Ma future résidence se trouvait là-bas : une étendue en forme de L qui atteignait à peine un kilomètre et demi d'une extrémité à l'autre. Au nord, un promontoire granitique occupé par le phare. Celui-ci se détachait, haut comme un clocher. Il n'en imposait pas précisément par sa taille, mais les dimensions réduites de l'île lui conféraient, par contraste, la dimension d'un mégalithe. Au sud, dans le talon du L, un belvédère plus modeste, sur lequel s'élevait la maison du climatologue. C'est-à-dire la mienne. Les deux constructions étaient reliées par une sorte de vallée étroite dans laquelle proliférait la végétation humide. Les arbres poussaient comme du bétail, serrés les uns contre les autres, cherchant refuge auprès des autres corps. Ils étaient protégés par la mousse. Une mousse plus dense que les buissons des jardins et qui arrivait au genou, curieux phénomène. Elle maculait les troncs telle une lèpre tricolore : bleu, violet et noir.

L'île était entourée de petits récifs, disséminés ici et là. Tout mouillage s'avérait donc impossible à moins de trois cents mètres de son unique plage, qui s'étalait au pied de la maison. Il ne restait dès lors pas d'autre solution que de transporter mes bagages et ma personne sur une chaloupe. Le fait que le capitaine m'accompagnât sur la terre ferme devait être considéré comme une marque gratuite d'affabilité. Rien ne l'y obligeait. Mais au cours du voyage il s'était établi entre nous une de ces relations de compréhension mutuelle qui naissent parfois entre des hommes de générations différentes. Originaire des quartiers portuaires de Hambourg, il avait ensuite gagné le Danemark. Si une chose le définissait, c'étaient ses yeux. Quand il regardait quelqu'un, il n'existait rien d'autre au monde. Il évaluait les individus en entomologiste et les situations en expert. D'aucuns devaient y voir de la sévérité. Je crois pour ma part que c'était là sa façon d'appliquer les idéaux de tolérance qu'il dissimulait dans l'antichambre de son esprit. Il n'aurait jamais avoué son amour pour son prochain par des mots, mais il lui consacrait tous ses actes. Il me traita toujours avec la gentillesse d'un bourreau intérimaire. S'il pouvait faire quelque chose pour moi, il le ferait. Après tout, qui étais-je ? Un homme plus proche de la jeunesse que de la maturité, affecté sur une île minuscule balayée par les vents polaires. J'allais devoir y vivre pendant douze mois, dans une solitude d'exilé, loin de tout rivage civilisé, et y exercer un travail aussi monotone qu'insignifiant : relever l'intensité, la direction et la fréquence des vents. Ainsi le stipulaient les accords de la marine internationale. Naturellement, le salaire était intéressant. Mais personne n'acceptait ce genre de poste pour de l'argent.

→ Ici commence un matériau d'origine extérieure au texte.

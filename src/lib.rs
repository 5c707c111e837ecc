//! kryst-control: stop criteria and incomplete-LU preconditioning for Krylov solvers
//!
//! This crate decides, at every iteration of an iterative linear solver, whether to keep
//! iterating, declare convergence, declare failure, or give up, and it provides
//! preconditioners (identity, Jacobi, ILU(0)) that accelerate convergence.

pub mod config;
pub mod core;
pub mod criteria;
pub mod error;
pub mod matrix;
pub mod preconditioner;
pub mod solver;
pub mod utils;

// Re-exports for convenience
pub use config::*;
pub use criteria::*;
pub use error::*;
pub use matrix::*;
pub use preconditioner::*;
pub use solver::*;

// Re-export SolveStats at the crate root for convenience
pub use utils::convergence::SolveStats;
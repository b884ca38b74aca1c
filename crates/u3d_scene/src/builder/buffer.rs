//! Byte-buffer packing helpers shared by the geometry encoder
//!
//! Attribute data is packed as tightly as the float components allow: a
//! 3-component attribute occupies 12 bytes per vertex, with no padding between
//! vertices or between interleaved attributes.

use crate::foundation::math::Vec3;
use crate::scene::{AttributeSemantic, GeometryData, PrimitiveTopology, VertexAttribute};

/// Size of one f32 component in bytes.
pub const FLOAT_SIZE: u32 = std::mem::size_of::<f32>() as u32;

/// Casts a float slice to its little-endian byte representation.
pub fn pack_floats(floats: &[f32]) -> Vec<u8> {
    bytemuck::cast_slice(floats).to_vec()
}

/// Packs 3-component vectors into a tight 12-byte-stride buffer.
pub fn pack_vec3s(values: &[Vec3]) -> Vec<u8> {
    let mut floats = Vec::with_capacity(values.len() * 3);
    for value in values {
        floats.extend_from_slice(value.as_slice());
    }
    pack_floats(&floats)
}

/// Adds a dedicated buffer holding one tightly packed 3-component attribute.
pub fn push_vec3_attribute(
    geometry: &mut GeometryData,
    semantic: AttributeSemantic,
    values: &[Vec3],
) {
    let buffer = geometry.push_buffer(pack_vec3s(values));
    geometry.push_attribute(VertexAttribute {
        semantic,
        buffer,
        components: 3,
        byte_offset: 0,
        byte_stride: 3 * FLOAT_SIZE,
        count: values.len() as u32,
    });
}

/// Point-list geometry over raw positions, the shared base of every
/// vertices-only encoding.
pub fn position_point_list(positions: &[Vec3]) -> GeometryData {
    let mut geometry = GeometryData::new(PrimitiveTopology::Points);
    push_vec3_attribute(&mut geometry, AttributeSemantic::Position, positions);
    geometry
}

#[cfg(test)]
mod tests {
    use super::*;

    #[test]
    fn test_pack_vec3s_layout() {
        let values = [Vec3::new(1.0, 2.0, 3.0), Vec3::new(4.0, 5.0, 6.0)];
        let bytes = pack_vec3s(&values);
        assert_eq!(bytes.len(), 2 * 3 * FLOAT_SIZE as usize);

        let floats: &[f32] = bytemuck::cast_slice(&bytes);
        assert_eq!(floats, &[1.0, 2.0, 3.0, 4.0, 5.0, 6.0]);
    }

    #[test]
    fn test_position_point_list_attribute() {
        let geometry = position_point_list(&[Vec3::zeros(), Vec3::new(1.0, 0.0, 0.0)]);
        assert_eq!(geometry.topology, PrimitiveTopology::Points);

        let position = geometry.attribute(AttributeSemantic::Position).unwrap();
        assert_eq!(position.components, 3);
        assert_eq!(position.byte_offset, 0);
        assert_eq!(position.byte_stride, 12);
        assert_eq!(position.count, 2);
        assert!(geometry.indices.is_none());
    }
}
//! The parsed model-data source
//!
//! A [`ModelStore`] holds every resource decoded from a document's 3D
//! annotation: the node graph plus geometry, light, shader, material, and
//! texture resources, all addressed by name. The store is written once by the
//! decoder and is read-only for the lifetime of every scene build; resources
//! may be referenced by any number of nodes and are never copied or mutated by
//! the builder.

mod geometry;
mod light;
mod node;
mod shader;
mod texture;

pub use geometry::{
    Geometry, Line, LineSetGeometry, MeshGeometry, Point, PointSetGeometry, Triangle,
    TriangleVertex,
};
pub use light::LightSource;
pub use node::{ChildTransform, Node, NodeKind};
pub use shader::{AlphaFunction, MaterialResource, Shader, TextureBinding};
pub use texture::ImageData;

use std::collections::HashMap;
use std::sync::Arc;

/// Name-keyed storage for every resource of one parsed 3D annotation.
#[derive(Debug, Clone, Default)]
pub struct ModelStore {
    nodes: HashMap<String, Node>,
    geometries: HashMap<String, Geometry>,
    lights: HashMap<String, LightSource>,
    shaders: HashMap<String, Shader>,
    materials: HashMap<String, MaterialResource>,
    textures: HashMap<String, Arc<ImageData>>,
}

impl ModelStore {
    /// Creates an empty store.
    pub fn new() -> Self {
        Self::default()
    }

    /// Inserts a node under its own name.
    pub fn insert_node(&mut self, node: Node) {
        self.nodes.insert(node.name.clone(), node);
    }

    /// Inserts a geometry resource.
    pub fn insert_geometry(&mut self, name: impl Into<String>, geometry: Geometry) {
        self.geometries.insert(name.into(), geometry);
    }

    /// Inserts a light resource.
    pub fn insert_light(&mut self, name: impl Into<String>, light: LightSource) {
        self.lights.insert(name.into(), light);
    }

    /// Inserts a shader resource.
    pub fn insert_shader(&mut self, name: impl Into<String>, shader: Shader) {
        self.shaders.insert(name.into(), shader);
    }

    /// Inserts a material resource.
    pub fn insert_material(&mut self, name: impl Into<String>, material: MaterialResource) {
        self.materials.insert(name.into(), material);
    }

    /// Inserts a decoded texture.
    pub fn insert_texture(&mut self, name: impl Into<String>, image: ImageData) {
        self.textures.insert(name.into(), Arc::new(image));
    }

    /// Node by name.
    pub fn get_node(&self, name: &str) -> Option<&Node> {
        self.nodes.get(name)
    }

    /// Geometry resource by name.
    pub fn get_geometry(&self, name: &str) -> Option<&Geometry> {
        self.geometries.get(name)
    }

    /// Light resource by name.
    pub fn get_light(&self, name: &str) -> Option<&LightSource> {
        self.lights.get(name)
    }

    /// Shader resource by name.
    pub fn get_shader(&self, name: &str) -> Option<&Shader> {
        self.shaders.get(name)
    }

    /// Material resource by name.
    pub fn get_material(&self, name: &str) -> Option<&MaterialResource> {
        self.materials.get(name)
    }

    /// Decoded texture by name.
    ///
    /// The image is shared; every material binding the same name receives a
    /// clone of one `Arc`.
    pub fn get_texture(&self, name: &str) -> Option<Arc<ImageData>> {
        self.textures.get(name).cloned()
    }
}

#[cfg(test)]
mod tests {
    use super::*;
    use crate::foundation::math::Vec4;

    #[test]
    fn test_store_lookup() {
        let mut store = ModelStore::new();
        store.insert_node(Node::new("root", NodeKind::Group));
        store.insert_material(
            "gold",
            MaterialResource {
                ambient: Vec4::zeros(),
                diffuse: Vec4::new(1.0, 0.8, 0.2, 1.0),
                specular: Vec4::zeros(),
            },
        );

        assert!(store.get_node("root").is_some());
        assert!(store.get_node("missing").is_none());
        assert!(store.get_material("gold").is_some());
        assert!(store.get_geometry("gold").is_none());
    }

    #[test]
    fn test_textures_are_shared() {
        let mut store = ModelStore::new();
        store.insert_texture("decal", ImageData::solid_color(2, 2, [0, 0, 0, 255]));

        let a = store.get_texture("decal").unwrap();
        let b = store.get_texture("decal").unwrap();
        assert!(Arc::ptr_eq(&a, &b));
    }
}
//! The renderable output model
//!
//! A build produces a [`Scene`]: an owned tree of [`SceneNode`]s plus the
//! accumulated ambient light color. Each parent exclusively owns its children;
//! the whole tree is handed to the caller by value and discarded wholesale when
//! the caller rebuilds under a different mode or style.

mod bounds;
mod material;
mod render_unit;

pub use bounds::{BoundingBox, SOLID_FACE_TRIANGLES, WIRE_EDGES};
pub use material::{AlphaTest, MaterialDescriptor, SurfaceMaterial};
pub use render_unit::{
    AttributeSemantic, GeometryData, PrimitiveTopology, RenderUnit, VertexAttribute,
};

use crate::foundation::math::{Mat4, Vec3};

/// What a scene node contributes to rendering.
#[derive(Debug, Clone, PartialEq)]
pub enum SceneNodeContent {
    /// Pure grouping anchor
    Group,
    /// Transform applied to the node's subtree
    Transform(Mat4),
    /// Renderable geometry with material state
    Renderable(RenderUnit),
    /// A non-ambient light
    Light(LightEntity),
}

/// A light entity in the output tree.
#[derive(Debug, Clone, PartialEq)]
pub enum LightEntity {
    /// Parallel-ray light
    Directional {
        /// Light color (RGB)
        color: Vec3,
        /// Intensity multiplier
        intensity: f32,
    },
    /// Positional light with falloff
    Point {
        /// Light color (RGB)
        color: Vec3,
        /// Intensity multiplier
        intensity: f32,
        /// Constant, linear, quadratic falloff
        attenuation: [f32; 3],
    },
    /// Cone light with falloff
    Spot {
        /// Light color (RGB)
        color: Vec3,
        /// Intensity multiplier
        intensity: f32,
        /// Constant, linear, quadratic falloff
        attenuation: [f32; 3],
        /// Cone cutoff angle in degrees
        cut_off_angle: f32,
    },
}

/// A node of the built scene tree.
#[derive(Debug, Clone, PartialEq)]
pub struct SceneNode {
    /// Source node name, for lookup and debugging; synthesized wrapper nodes
    /// carry no name
    pub name: Option<String>,
    /// Rendering contribution
    pub content: SceneNodeContent,
    /// Owned children
    pub children: Vec<SceneNode>,
}

impl SceneNode {
    /// Creates a childless, unnamed node.
    pub fn new(content: SceneNodeContent) -> Self {
        Self {
            name: None,
            content,
            children: Vec::new(),
        }
    }

    /// Creates an unnamed grouping node.
    pub fn group() -> Self {
        Self::new(SceneNodeContent::Group)
    }

    /// Creates an unnamed transform node.
    pub fn transform(matrix: Mat4) -> Self {
        Self::new(SceneNodeContent::Transform(matrix))
    }

    /// Tags the node with its source node name.
    #[must_use]
    pub fn named(mut self, name: impl Into<String>) -> Self {
        self.name = Some(name.into());
        self
    }

    /// Appends an owned child.
    pub fn push_child(&mut self, child: SceneNode) {
        self.children.push(child);
    }

    /// Depth-first iteration over the subtree, this node included.
    pub fn descendants(&self) -> Descendants<'_> {
        Descendants { stack: vec![self] }
    }

    /// Number of renderable units in the subtree.
    pub fn render_unit_count(&self) -> usize {
        self.descendants()
            .filter(|node| matches!(node.content, SceneNodeContent::Renderable(_)))
            .count()
    }

    /// Number of light entities in the subtree.
    pub fn light_count(&self) -> usize {
        self.descendants()
            .filter(|node| matches!(node.content, SceneNodeContent::Light(_)))
            .count()
    }

    /// Finds the first descendant tagged with the given source name.
    pub fn find(&self, name: &str) -> Option<&SceneNode> {
        self.descendants()
            .find(|node| node.name.as_deref() == Some(name))
    }
}

/// Depth-first scene node iterator.
pub struct Descendants<'a> {
    stack: Vec<&'a SceneNode>,
}

impl<'a> Iterator for Descendants<'a> {
    type Item = &'a SceneNode;

    fn next(&mut self) -> Option<Self::Item> {
        let node = self.stack.pop()?;
        self.stack.extend(node.children.iter().rev());
        Some(node)
    }
}

/// A complete build result.
#[derive(Debug, Clone, PartialEq)]
pub struct Scene {
    /// Root of the output tree; `None` when the root node resolved to nothing
    pub root: Option<SceneNode>,
    /// Sum of all ambient light contributions encountered during the build
    pub ambient_light: Vec3,
}

impl Scene {
    /// An empty scene.
    pub fn empty() -> Self {
        Self {
            root: None,
            ambient_light: Vec3::zeros(),
        }
    }
}

#[cfg(test)]
mod tests {
    use super::*;

    #[test]
    fn test_descendants_order_and_counts() {
        let mut root = SceneNode::group().named("root");
        let mut left = SceneNode::transform(Mat4::identity()).named("left");
        left.push_child(SceneNode::new(SceneNodeContent::Light(
            LightEntity::Directional {
                color: Vec3::new(1.0, 1.0, 1.0),
                intensity: 1.0,
            },
        )));
        root.push_child(left);
        root.push_child(SceneNode::group().named("right"));

        let names: Vec<_> = root
            .descendants()
            .map(|n| n.name.as_deref().unwrap_or("-"))
            .collect();
        assert_eq!(names, ["root", "left", "-", "right"]);

        assert_eq!(root.light_count(), 1);
        assert_eq!(root.render_unit_count(), 0);
        assert!(root.find("right").is_some());
        assert!(root.find("missing").is_none());
    }
}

Le capitaine, moi, huit marins et quatre chaloupes, arrivâmes à la plage. Les hommes en avaient pour un bon moment à décharger les provisions pour une année entière, en plus des malles et de mes effets personnels. Une grande quantité de livres. Je savais que j'aurais du temps libre et je voulais occuper mon esprit par les lectures que les dernières années de ma vie m'avaient refusées. « Bien, dit le capitaine en se rendant compte que l'opération serait longue, allons-y. » Nous avançâmes donc, lui et moi, sur le sable. Un petit chemin escarpé conduisait à la maison. Le précédent locataire avait installé une rambarde constituée de bouts de bois rejetés et polis par la mer, cloués de façon très rudimentaire. Oui, c'était l'œuvre d'un esprit rationnel. Et même si cela semble incroyable, ce fut ce détail qui me conduisit à penser pour la première fois à l'individu que j'allais remplacer. Cette personne était un être concret, je pouvais maintenant voir l'une de ses actions sur le monde, si fortuite fût-elle. Je pensai à lui et dis à voix haute :

— Il est étrange que le climatologue ne soit pas venu nous accueillir. Il devrait se réjouir de l'arrivée de la relève.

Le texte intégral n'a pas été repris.